GUERRILHAS ARMADAS USAM DRONES

Novo presidente da Colômbia enfrentará guerrilhas com drones

Um drone sobrevoa uma área rural na Colômbia, simbolizando o uso crescente dessas aeronaves por grupos guerrilheiros.
Drones têm sido cada vez mais utilizados por grupos armados na Colômbia, representando um novo desafio para a segurança do país.

Aumento de 445% nas ofensivas com veículos aéreos não tripulados acende alerta para o novo governo, que precisa de soluções urgentes.

O eleito neste domingo (21) para a Presidência da Colômbia herdará um complexo desafio: o aumento exponencial do uso de drones por grupos guerrilheiros, conforme registrado pelo Ministério da Defesa do país. A situação se apresenta menos de uma década após os Acordos de Paz encerrarem o conflito armado com as Farc (Forças Armadas Revolucionárias da Colômbia) em 2016.

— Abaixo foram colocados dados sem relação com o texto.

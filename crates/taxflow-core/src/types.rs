use std::borrow::Borrow;

use serde::{Deserialize, Serialize};
use uuid::Uuid;

/// Name of a step in a workflow graph.
#[derive(Debug, Clone, Hash, Eq, PartialEq, Ord, PartialOrd, Serialize, Deserialize)]
#[serde(transparent)]
pub struct StepId(pub String);

impl StepId {
    pub fn new(id: impl Into<String>) -> Self {
        Self(id.into())
    }

    pub fn as_str(&self) -> &str {
        &self.0
    }
}

impl From<&str> for StepId {
    fn from(s: &str) -> Self {
        Self(s.to_string())
    }
}

impl From<String> for StepId {
    fn from(s: String) -> Self {
        Self(s)
    }
}

impl Borrow<str> for StepId {
    fn borrow(&self) -> &str {
        &self.0
    }
}

impl PartialEq<str> for StepId {
    fn eq(&self, other: &str) -> bool {
        self.0 == other
    }
}

impl PartialEq<&str> for StepId {
    fn eq(&self, other: &&str) -> bool {
        self.0 == *other
    }
}

impl std::fmt::Display for StepId {
    fn fmt(&self, f: &mut std::fmt::Formatter<'_>) -> std::fmt::Result {
        write!(f, "{}", self.0)
    }
}

/// Where an edge leads: another step, or the terminal `DONE` sentinel.
#[derive(Debug, Clone, PartialEq, Eq, Hash)]
pub enum Target {
    Step(StepId),
    Done,
}

impl Target {
    pub fn step(id: impl Into<StepId>) -> Self {
        Self::Step(id.into())
    }
}

impl From<&str> for Target {
    fn from(s: &str) -> Self {
        Self::Step(StepId::from(s))
    }
}

impl From<StepId> for Target {
    fn from(id: StepId) -> Self {
        Self::Step(id)
    }
}

impl std::fmt::Display for Target {
    fn fmt(&self, f: &mut std::fmt::Formatter<'_>) -> std::fmt::Result {
        match self {
            Self::Step(id) => write!(f, "{}", id),
            Self::Done => write!(f, "DONE"),
        }
    }
}

/// Unique identifier for a single workflow run, used to correlate log lines.
#[derive(Debug, Clone, Hash, Eq, PartialEq, Serialize, Deserialize)]
pub struct RunId(pub String);

impl RunId {
    pub fn new() -> Self {
        Self(Uuid::new_v4().to_string())
    }
}

impl Default for RunId {
    fn default() -> Self {
        Self::new()
    }
}

impl std::fmt::Display for RunId {
    fn fmt(&self, f: &mut std::fmt::Formatter<'_>) -> std::fmt::Result {
        write!(f, "{}", self.0)
    }
}

/// Author of an audit message.
#[derive(Debug, Clone, Serialize, Deserialize, PartialEq)]
#[serde(rename_all = "lowercase")]
pub enum Role {
    System,
    Assistant,
}

/// A human-readable audit entry appended during a run.
#[derive(Debug, Clone, Serialize, Deserialize, PartialEq)]
pub struct Message {
    pub role: Role,
    pub content: String,
}

impl Message {
    pub fn assistant(content: impl Into<String>) -> Self {
        Self {
            role: Role::Assistant,
            content: content.into(),
        }
    }

    /// Engine-authored note, such as an escalation.
    pub fn system(content: impl Into<String>) -> Self {
        Self {
            role: Role::System,
            content: content.into(),
        }
    }
}

#[cfg(test)]
mod tests {
    use super::*;

    #[test]
    fn test_step_id_compares_with_str() {
        let id = StepId::from("legal_mandatory_fields");
        assert_eq!(id, "legal_mandatory_fields");
        assert_eq!(id.to_string(), "legal_mandatory_fields");
    }

    #[test]
    fn test_step_id_serializes_transparently() {
        let json = serde_json::to_string(&StepId::from("7_invoice_comparison")).unwrap();
        assert_eq!(json, r#""7_invoice_comparison""#);
    }

    #[test]
    fn test_target_display() {
        assert_eq!(Target::from("a").to_string(), "a");
        assert_eq!(Target::Done.to_string(), "DONE");
    }

    #[test]
    fn test_message_role_lowercase() {
        let json = serde_json::to_value(Message::assistant("hi")).unwrap();
        assert_eq!(json["role"], "assistant");
        assert_eq!(json["content"], "hi");
    }

    #[test]
    fn test_run_ids_are_unique() {
        assert_ne!(RunId::new(), RunId::new());
    }
}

Um relatório recente da UNMAS, agência da ONU para retirada de minas, aponta que os incidentes com drones armados se concentram em regiões historicamente afetadas por grupos armados. Cerca de 63% das ocorrências se deram nos departamentos de Nariño, Cauca e Valle del Cauca, no sul, e 7% na região de Norte de Santander e Catatumbo. O primeiro registro de uso de drones por grupos criminosos na Colômbia ocorreu em 2018, com o primeiro ataque identificado em 2019. Em 2025, o número de ofensivas em 12 meses alcançou 333, um aumento de 445% em relação a cinco anos antes, quando eram 61.

O cenário colombiano ecoa uma tendência global, com outros países da América Latina, como México, Venezuela, Equador e Peru, também reportando o uso de veículos aéreos não tripulados com explosivos, segundo o documento da UNMAS. Contudo, na Colômbia, essa realidade se entrelaça com as particularidades de um país que vivenciou seis décadas de guerra civil e ainda lida com a presença de diversas guerrilhas.

“Após os esforços de desmobilização dos Acordos de Paz, ficou uma estrutura ali. Isso faz com que o que foi empregado em termos de armas esteja numa escala diferente do que a gente vê em outros enfrentamentos”, explica Bruno Langeani, advogado e analista da organização britânica Conflict Armament Research. Ele ressalta que a desmobilização incompleta de milhares de combatentes com conhecimento em armamentos explosivos e táticas militares pode ter levado à formação de um exército de mercenários, caso o Estado não ofereça fontes de renda legais alternativas.

Essa estrutura e a transferência de tecnologia já haviam sido associadas a episódios como o assassinato do presidente haitiano Jovenel Moïse em 2021 e, mais recentemente, o uso intensivo de drones na guerra da Ucrânia. “Há uma transferência de tecnologia. E quando você observa os drones apreendidos, vê semelhanças muito grandes com o que está sendo feito em vários lugares do mundo”, observa Langeani.

A origem dos drones é incerta, mas o pesquisador Gerson Arias, da Fundação Ideias para a Paz (FIP), estima que um terço seja importado ilegalmente, com a Venezuela servindo como possível intermediária para nações como a Rússia. Uma parcela significativa, no entanto, é adquirida legalmente em plataformas de venda, dada a natureza multiuso do equipamento. A restrição severa dessa compra esbarra no impacto econômico em setores como agricultura, entretenimento e segurança, criando um impasse na regulação.

Grupos criminosos adaptam os drones para se tornarem armas. Em 2025, foram registrados 414 incidentes envolvendo artefatos explosivos improvisados feitos a partir de drones, um aumento expressivo em relação aos 167 casos de 2024. A dinâmica do conflito mudou: hoje, por cerca de US$ 6 milhões, um homem pode destruir um helicóptero avaliado em US$ 10 milhões. O Ministério da Defesa reportou um aumento de 102% nas baixas por ataques com drones entre 2023 e 2025, totalizando 938 mortes. O impacto em civis também é visível, como no trágico caso de Dylan Jesús Lobo, de 10 anos, morto em Catatumbo no dia 19 de junho, juntamente com outros membros de sua família, em um ataque que chocou o país.

Em resposta à crescente ameaça, o governo de Gustavo Petro anunciou em janeiro um investimento de US$ 1,6 bilhão para a construção de um escudo antidrones. A Presidência descreveu a iniciativa como a “estratégia de defesa do espaço aéreo mais ambiciosa e audaciosa do país”, visando proteger a população civil e as forças de segurança do uso ilegal de drones por grupos armados.